妊娠39週2日に前期破水のため来院し,経過観察目的のために入院した。翌日,6〜7分間隔で規則的,有痛性の子宮収縮を認めているとのことで,分娩室に入室する旨の連絡を受けた。
■経過
入室後,内診所見は子宮口開大2cm,展退度70%,station -3であった。胎児心拍数陣痛図cardiotocogram(CTG)で胎児心拍がうまくトレースできておらず,産科医が呼ばれ精査を行っている。母体のバイタルサインは,血圧132/83mmHg,心拍数73bpm,経皮的末梢動脈血酸素飽和度(SpO2)99%であった。

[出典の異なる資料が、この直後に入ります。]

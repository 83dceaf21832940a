// pixfit/src/processors/loader.rs
use crate::core::{PixfitError, Result};
use image::{DynamicImage, GenericImageView, ImageReader};
use std::path::Path;

#[derive(Clone, Default)]
pub struct Loader;

impl Loader {
    pub fn new() -> Self {
        Self
    }

    pub fn load(&self, path: &Path) -> Result<DynamicImage> {
        log::debug!("Loading image from: {}", path.display());

        self.validate_path(path)?;

        let image = ImageReader::open(path)?
            .with_guessed_format()?
            .decode()
            .map_err(|e| {
                PixfitError::ProcessingError(format!("Failed to decode image: {}", e))
            })?;

        let (width, height) = image.dimensions();
        log::debug!(
            "Loaded image: {}x{} pixels, color: {:?}",
            width,
            height,
            image.color()
        );

        Ok(image)
    }

    fn validate_path(&self, path: &Path) -> Result<()> {
        if !path.exists() {
            return Err(PixfitError::InvalidParameter(format!(
                "File does not exist: {}",
                path.display()
            )));
        }

        let metadata = path.metadata()?;
        if metadata.len() == 0 {
            return Err(PixfitError::InvalidParameter(format!(
                "File is empty: {}",
                path.display()
            )));
        }

        Ok(())
    }
}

エコー中に胎児一過性徐脈を認めたようだがすみやかに回復しており,常位胎盤早期剝離など明らかな徐脈の原因は特定されなかった。CTGで胎児心拍数は130bpm,中等度の基線細変動を認めるが,最下点80bpmの変動一過性徐脈variable decelerationを繰り返しており,経過中に約3分の遷延一過性徐脈prolonged decelerationも1回認められた。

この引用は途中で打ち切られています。